Sektor pariwisata penyumbang devisa nomor 5
A
A
A
Sindonews.com - Kontribusi sektor pariwisata terhadap devisa Indonesia selama tiga tahun (2008-2010) berkisar pada urutan 5-4-5, yakni (peringkat 5)Rp7.348 triliun pada 2008 kemudian menurun jadi (4) Rp6.298,02 triliun, dan terakhir naik mencapai (5) Rp7.603,45 triliun pada 2010.
Dalam pada itu, pada 2010 rekor devisa terbanyak dikumpulkan oleh sektor minyak dan gas bumi dengan Rp28.039,60 triliun. Berikutnya, di peringkat kedua: sektor minyak kelapa sawit menghasilkan devisa Rp13.468,97 triliun; (3) batubara Rp11.976,3 triliun; dan (4)karet olahan sebesar Rp9.314,97 triliun.
Tajuk data dan fakta tentang pariwisata di Indonesia ini disarikan dari Keynote Speaker oleh Mari Elka Pangestu (Menteri Pariwisata dan Ekonomi Kreatif) berjudul "Penguatan Peran PHRI dalam Membangun Daerah untuk Kemajuan Ekonomi Nasional" dalam Rapat Kerja Nasional PHRI II di Makassar, Jumat 10 Februari kemarin.
Selama 2008 sampai 2009, pola pengeluaran wisman dan wisnus mengalami paradoks turun-naik dengan total capaian sebesar Rp400,9 triliun. Di satu sisi, pola pengeluaran wisman menurun dari Rp80,5 triliun (2008) menjadi Rp59,2 triliun (2009), maka pola pengeluaran wisnus melejit naik dari Rp123,2 triliun (2008) menjadi Rp138 triliun (2009).
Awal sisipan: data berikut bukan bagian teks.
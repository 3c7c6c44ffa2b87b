/// Core types shared across the limitbox crate
use serde::{Deserialize, Serialize};
use std::path::PathBuf;
use thiserror::Error;

/// Exit code reported for a child this controller terminated.
pub const FORCED_EXIT_CODE: i32 = 0xDEAD_BEEF_u32 as i32;

/// Literal marker the in-sandbox harness prints before an exception name.
pub const EXCEPTION_SENTINEL: &str = "E1AE1B1F-C5FE-4335-B642-9446634350A0:";

/// Stderr captures at or above this size are not scanned for feedback.
pub const FEEDBACK_SCAN_LIMIT: usize = 8192;

/// Default parent directory for per-run cgroups.
pub const DEFAULT_CGROUP_ROOT: &str = "/sys/fs/cgroup/limitbox";

/// Which resource-limited group implementation to use
#[derive(Clone, Copy, Debug, Serialize, Deserialize, PartialEq, Eq)]
pub enum BackendKind {
    /// cgroup v2 when available, rlimit fallback outside strict mode
    #[serde(rename = "auto")]
    Auto,
    /// cgroup v2 group with event-file notifications
    #[serde(rename = "cgroup_v2")]
    CgroupV2,
    /// Per-process rlimits with a sampling notification source
    #[serde(rename = "rlimit")]
    Rlimit,
}

impl BackendKind {
    pub fn parse(value: &str) -> Option<Self> {
        match value.trim().to_ascii_lowercase().as_str() {
            "auto" => Some(Self::Auto),
            "cgroup_v2" | "cgroup-v2" | "cgroup" | "v2" => Some(Self::CgroupV2),
            "rlimit" | "fallback" => Some(Self::Rlimit),
            _ => None,
        }
    }
}

impl Default for BackendKind {
    fn default() -> Self {
        BackendKind::Auto
    }
}

/// Exception feedback scanning parameters
#[derive(Clone, Debug, Serialize, Deserialize, PartialEq)]
pub struct FeedbackConfig {
    /// Marker preceding the exception type line
    pub sentinel: String,
    /// Captures of this many bytes or more are skipped
    pub scan_limit: usize,
}

impl Default for FeedbackConfig {
    fn default() -> Self {
        Self {
            sentinel: EXCEPTION_SENTINEL.to_string(),
            scan_limit: FEEDBACK_SCAN_LIMIT,
        }
    }
}

/// Host-side sandbox configuration.
///
/// Launch parameters (program, directory, limits) are not part of this
/// struct; they always come from the caller's [`crate::LaunchRequest`].
#[derive(Clone, Debug, Serialize, Deserialize)]
#[serde(default)]
pub struct SandboxConfig {
    /// Group backend selection
    pub backend: BackendKind,
    /// Strict mode: refuse the rlimit fallback when cgroups are unusable
    pub strict_mode: bool,
    /// Parent directory under which per-run cgroups are created
    pub cgroup_root: PathBuf,
    /// Maximum number of live processes in the group
    pub process_limit: u32,
    /// Poll/sampling period of notification sources (milliseconds)
    pub sample_interval_ms: u64,
    /// Exit code recorded for forced terminations
    pub forced_exit_code: i32,
    /// Exception feedback extraction
    pub feedback: FeedbackConfig,
}

impl Default for SandboxConfig {
    fn default() -> Self {
        Self {
            backend: BackendKind::Auto,
            strict_mode: true,
            cgroup_root: PathBuf::from(DEFAULT_CGROUP_ROOT),
            process_limit: 1,
            sample_interval_ms: 10,
            forced_exit_code: FORCED_EXIT_CODE,
            feedback: FeedbackConfig::default(),
        }
    }
}

impl SandboxConfig {
    /// Permissive profile on the rlimit backend; works without root.
    pub fn unprivileged() -> Self {
        Self {
            backend: BackendKind::Rlimit,
            strict_mode: false,
            ..Self::default()
        }
    }
}

/// Output integrity classification
#[derive(Clone, Debug, Serialize, Deserialize, PartialEq, Eq)]
pub enum OutputIntegrity {
    #[serde(rename = "complete")]
    Complete,
    #[serde(rename = "truncated_by_judge_limit")]
    TruncatedByJudgeLimit,
    #[serde(rename = "write_error")]
    WriteError,
}

impl std::fmt::Display for OutputIntegrity {
    fn fmt(&self, f: &mut std::fmt::Formatter<'_>) -> std::fmt::Result {
        match self {
            OutputIntegrity::Complete => write!(f, "complete"),
            OutputIntegrity::TruncatedByJudgeLimit => write!(f, "truncated_by_judge_limit"),
            OutputIntegrity::WriteError => write!(f, "write_error"),
        }
    }
}

impl Default for OutputIntegrity {
    fn default() -> Self {
        OutputIntegrity::Complete
    }
}

/// Status of a sandboxed run derived from verdict flags
#[derive(Clone, Copy, Debug, Serialize, Deserialize, PartialEq, Eq)]
pub enum ExecutionStatus {
    /// Clean exit, no limit violated
    #[serde(rename = "OK")]
    Ok,
    /// Time limit exceeded (CPU or wall clock)
    #[serde(rename = "TLE")]
    TimeLimit,
    /// Memory limit exceeded
    #[serde(rename = "MLE")]
    MemoryLimit,
    /// Nonzero exit, fatal signal, or reported exception
    #[serde(rename = "RE")]
    RuntimeError,
    /// Judge infrastructure failure
    #[serde(rename = "IE")]
    InternalError,
}

impl Default for ExecutionStatus {
    fn default() -> Self {
        ExecutionStatus::Ok
    }
}

/// Custom error types for limitbox
#[derive(Error, Debug)]
pub enum SandboxError {
    #[error("IO error: {0}")]
    Io(#[from] std::io::Error),

    #[error("Cgroup error: {0}")]
    Cgroup(String),

    #[error("Sandbox setup error: {0}")]
    Setup(String),

    #[error("Process error: {0}")]
    Process(String),

    #[error("Limit monitor failure: {0}")]
    Monitor(String),

    #[error("Configuration error: {0}")]
    Config(String),
}

impl SandboxError {
    /// Host or infrastructure failure, as opposed to a submission problem.
    pub fn is_setup_failure(&self) -> bool {
        matches!(
            self,
            SandboxError::Cgroup(_) | SandboxError::Setup(_) | SandboxError::Io(_)
        )
    }
}

impl From<nix::errno::Errno> for SandboxError {
    fn from(err: nix::errno::Errno) -> Self {
        SandboxError::Process(err.to_string())
    }
}

/// Result type alias for limitbox operations
pub type Result<T> = std::result::Result<T, SandboxError>;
Terdapat 10 pos pengeluaran dalam pola dimaksud, yakni produk pertanian; produk industri non-makanan; kesehatan dan kecantikan; suvenir; jasa pariwisata lainnya; jasa seni budaya, rekreasi, dan hiburan; biro perjalanan, operator, dan pramuwisata; angkutan domestik; restoran dan sejenisnya; hotel dan akomodasi.
Pos pengeluaran terbesar ialah hotel dan akomodasi (HA), diikuti restoran dan sejenisnya (RS), dan suvenir (SV). Pada rentang 2008-2009, HA merekor penerimaan sebesar Rp67.335,93 triliun, RS membukukan Rp73.421,21 triliun, dan SV mendapat Rp28.736,43 triliun.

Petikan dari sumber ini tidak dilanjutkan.